Coffee and Bananas and Pineapples, Oh My!

  • Today my Plus3 group visited a banana plantation as well as a pineapple plantation. While visiting these locations, I was interested in the similarities and differences between the supply chains for bananas, pineapples, and coffee. To start, is is clear that the supply chain for coffee is far more complicated than the same process for pineapples and bananas. While coffee goes from the sourcer, to the roaster, to the grounder, to the retailer, to the customer; the fruits go from the sourcer, to the retailer, to the customer. Thus, there are two less steps in the supply chain for the fruits. The plantations also differ due to their reach. The bananas and pineapples are sold internationally. However, the coffee is mainly just sold to local markets. 
  • A key similarity between the 3 types of plantations involves how each supports the environment, their workers, and the community. First, each of the plantations protects the environment by employing recycling. The old pineapple, banana, and coffee plants are ground up and put back into the ground. This adds nutrients for the future plants that will grow there. Next, these plantations support their workers by providing them with fare wages and positive working conditions. This leads into how these plantations support the community. Many Nicaraguans come to work in Costa Rica, and they are provided much better living conditions in Costa Rica than in their home country.
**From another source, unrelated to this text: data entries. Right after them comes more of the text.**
//! Named-user tag-group edits.
//!
//! Edits are queued in the store together with the change token that was
//! current when they were committed. When the queue is flushed, entries whose
//! token no longer matches the named user's current token are discarded: they
//! were made for an identity that has since been replaced.

use std::collections::BTreeSet;
use std::sync::{Arc, Mutex, PoisonError};

use chrono::{DateTime, Utc};
use serde::{Deserialize, Serialize};
use tracing::warn;
use uuid::Uuid;

use super::NamedUser;
use crate::error::Result;
use crate::ledger::ChangeToken;
use crate::store::KeyValueStore;

pub(crate) const QUEUED_TAG_EDITS_KEY: &str = "named_user.queued_tag_edits";

// ---------------------------------------------------------------------------
// TagGroupEdit
// ---------------------------------------------------------------------------

/// Tags to add to and remove from one group. A tag is never in both sets;
/// the most recent operation on a tag wins.
#[derive(Debug, Clone, PartialEq, Eq, Serialize, Deserialize)]
pub struct TagGroupEdit {
    pub group: String,
    #[serde(default, skip_serializing_if = "BTreeSet::is_empty")]
    pub add: BTreeSet<String>,
    #[serde(default, skip_serializing_if = "BTreeSet::is_empty")]
    pub remove: BTreeSet<String>,
}

impl TagGroupEdit {
    pub fn new(group: impl Into<String>) -> Self {
        Self {
            group: group.into(),
            add: BTreeSet::new(),
            remove: BTreeSet::new(),
        }
    }

    pub fn add_tag(&mut self, tag: impl Into<String>) {
        let tag = tag.into();
        self.remove.remove(&tag);
        self.add.insert(tag);
    }

    pub fn remove_tag(&mut self, tag: impl Into<String>) {
        let tag = tag.into();
        self.add.remove(&tag);
        self.remove.insert(tag);
    }

    /// Fold a later edit of the same group into this one.
    pub fn merge(&mut self, later: &TagGroupEdit) {
        for tag in &later.add {
            self.add_tag(tag.clone());
        }
        for tag in &later.remove {
            self.remove_tag(tag.clone());
        }
    }

    pub fn is_empty(&self) -> bool {
        self.add.is_empty() && self.remove.is_empty()
    }
}

/// Merge edits per group, keeping groups in first-seen order and dropping
/// groups that end up empty.
pub fn collapse(edits: impl IntoIterator<Item = TagGroupEdit>) -> Vec<TagGroupEdit> {
    let mut merged: Vec<TagGroupEdit> = Vec::new();
    for edit in edits {
        match merged.iter_mut().find(|m| m.group == edit.group) {
            Some(existing) => existing.merge(&edit),
            None => merged.push(edit),
        }
    }
    merged.retain(|e| !e.is_empty());
    merged
}

// ---------------------------------------------------------------------------
// TagGroupsEditor
// ---------------------------------------------------------------------------

/// Builder returned by [`NamedUser::edit_tag_groups`]. Nothing is queued
/// until [`apply`](Self::apply).
#[must_use = "tag edits are discarded unless applied"]
pub struct TagGroupsEditor<'a> {
    named_user: &'a NamedUser,
    edits: Vec<TagGroupEdit>,
}

impl<'a> TagGroupsEditor<'a> {
    pub(crate) fn new(named_user: &'a NamedUser) -> Self {
        Self {
            named_user,
            edits: Vec::new(),
        }
    }

    pub fn add_tag(self, group: &str, tag: &str) -> Self {
        self.add_tags(group, [tag])
    }

    pub fn add_tags<'t>(mut self, group: &str, tags: impl IntoIterator<Item = &'t str>) -> Self {
        if let Some(edit) = self.edit_for(group) {
            for tag in clean_tags(tags) {
                edit.add_tag(tag);
            }
        }
        self
    }

    pub fn remove_tag(self, group: &str, tag: &str) -> Self {
        self.remove_tags(group, [tag])
    }

    pub fn remove_tags<'t>(
        mut self,
        group: &str,
        tags: impl IntoIterator<Item = &'t str>,
    ) -> Self {
        if let Some(edit) = self.edit_for(group) {
            for tag in clean_tags(tags) {
                edit.remove_tag(tag);
            }
        }
        self
    }

    /// Queue the edits against the current change token and schedule the
    /// upload.
    pub fn apply(self) -> Result<()> {
        let edits = collapse(self.edits);
        if edits.is_empty() {
            return Ok(());
        }
        self.named_user.queue_tag_edits(edits)
    }

    fn edit_for(&mut self, group: &str) -> Option<&mut TagGroupEdit> {
        let group = group.trim();
        if group.is_empty() {
            warn!("tag group name must not be empty, ignoring edit");
            return None;
        }
        if let Some(pos) = self.edits.iter().position(|e| e.group == group) {
            return self.edits.get_mut(pos);
        }
        self.edits.push(TagGroupEdit::new(group));
        self.edits.last_mut()
    }
}

fn clean_tags<'t>(tags: impl IntoIterator<Item = &'t str>) -> Vec<String> {
    tags.into_iter()
        .map(str::trim)
        .filter(|t| !t.is_empty())
        .map(str::to_string)
        .collect()
}

// ---------------------------------------------------------------------------
// TagEditQueue
// ---------------------------------------------------------------------------

/// One committed batch of edits and the token it was committed under.
#[derive(Debug, Clone, PartialEq, Serialize, Deserialize)]
pub struct QueuedTagEdit {
    pub id: String,
    pub change_token: Option<ChangeToken>,
    pub edits: Vec<TagGroupEdit>,
    pub queued_at: DateTime<Utc>,
}

/// Persisted queue of committed tag edits, shared by the named user and its
/// job handler.
#[derive(Clone)]
pub struct TagEditQueue {
    store: Arc<dyn KeyValueStore>,
    lock: Arc<Mutex<()>>,
}

impl TagEditQueue {
    pub fn new(store: Arc<dyn KeyValueStore>) -> Self {
        Self {
            store,
            lock: Arc::new(Mutex::new(())),
        }
    }

    pub fn push(&self, change_token: Option<ChangeToken>, edits: Vec<TagGroupEdit>) -> Result<()> {
        let _guard = self.lock.lock().unwrap_or_else(PoisonError::into_inner);
        let mut entries = self.read()?;
        entries.push(QueuedTagEdit {
            id: Uuid::new_v4().to_string(),
            change_token,
            edits,
            queued_at: Utc::now(),
        });
        self.write(&entries)
    }

    pub fn entries(&self) -> Result<Vec<QueuedTagEdit>> {
        let _guard = self.lock.lock().unwrap_or_else(PoisonError::into_inner);
        self.read()
    }

    /// Drop every entry captured under a token other than `current` and
    /// return the survivors along with the number discarded.
    pub fn discard_stale(
        &self,
        current: Option<&ChangeToken>,
    ) -> Result<(Vec<QueuedTagEdit>, usize)> {
        let _guard = self.lock.lock().unwrap_or_else(PoisonError::into_inner);
        let entries = self.read()?;
        let before = entries.len();
        let kept: Vec<QueuedTagEdit> = entries
            .into_iter()
            .filter(|e| e.change_token.as_ref() == current)
            .collect();
        let discarded = before - kept.len();
        if discarded > 0 {
            self.write(&kept)?;
        }
        Ok((kept, discarded))
    }

    /// Remove the entries with the given ids; entries queued since are kept.
    pub fn remove(&self, ids: &[String]) -> Result<()> {
        let _guard = self.lock.lock().unwrap_or_else(PoisonError::into_inner);
        let mut entries = self.read()?;
        entries.retain(|e| !ids.contains(&e.id));
        self.write(&entries)
    }

    /// Drop everything. Returns the number of entries removed.
    pub fn clear(&self) -> Result<usize> {
        let _guard = self.lock.lock().unwrap_or_else(PoisonError::into_inner);
        let count = self.read()?.len();
        self.store.remove(QUEUED_TAG_EDITS_KEY)?;
        Ok(count)
    }

    fn read(&self) -> Result<Vec<QueuedTagEdit>> {
        match self.store.get(QUEUED_TAG_EDITS_KEY)? {
            Some(raw) => Ok(serde_json::from_str(&raw)?),
            None => Ok(Vec::new()),
        }
    }

    fn write(&self, entries: &[QueuedTagEdit]) -> Result<()> {
        if entries.is_empty() {
            return self.store.remove(QUEUED_TAG_EDITS_KEY);
        }
        let raw = serde_json::to_string(entries)?;
        self.store.put(QUEUED_TAG_EDITS_KEY, &raw)
    }
}

// ---------------------------------------------------------------------------
// Tests
// ---------------------------------------------------------------------------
Thus, these plantations provide Nicaraguans with a better community to live in. 
  • There are some issues that are unique to the banana and pineapple plantations. A major problem involves bruising the plants. If the bananas and pineapples are handled the wrong way, the fruits will be bad by the time they get to the grocery store. This issue is resolved by holding a pineapple by its leaves and holding the bunch of bananas by the stem. In addition, another problem involves the short span of how long the fruits are good for. It is a struggle to get the fruits to the customers before they go bad. Still, they can be preserved for longer by keeping the fruits cold while they are being transported. Moreover, this method makes it possible for bananas to be preserved for around 40 days. 
  • Analyzing the coffee, banana, and pineapple plantations made me think about where I would want to work if I was a plantation worker. Furthermore, I would like to work on a Doka coffee plantation. The main reason that I have come to this conclusion is due to the benefits that Doka’s employees receive. While working for Doka, the employees there are provided housing, childcare, and food essentials by the company. Another reason that I would want to work on a coffee plantation is because the coffee season only lasts a few months (unlike the seasons for bananas and pineapples which last the entire year). This would allow to do a different job during the other months of the year. I think this break would be good due to the strenuous nature of manual labor jobs.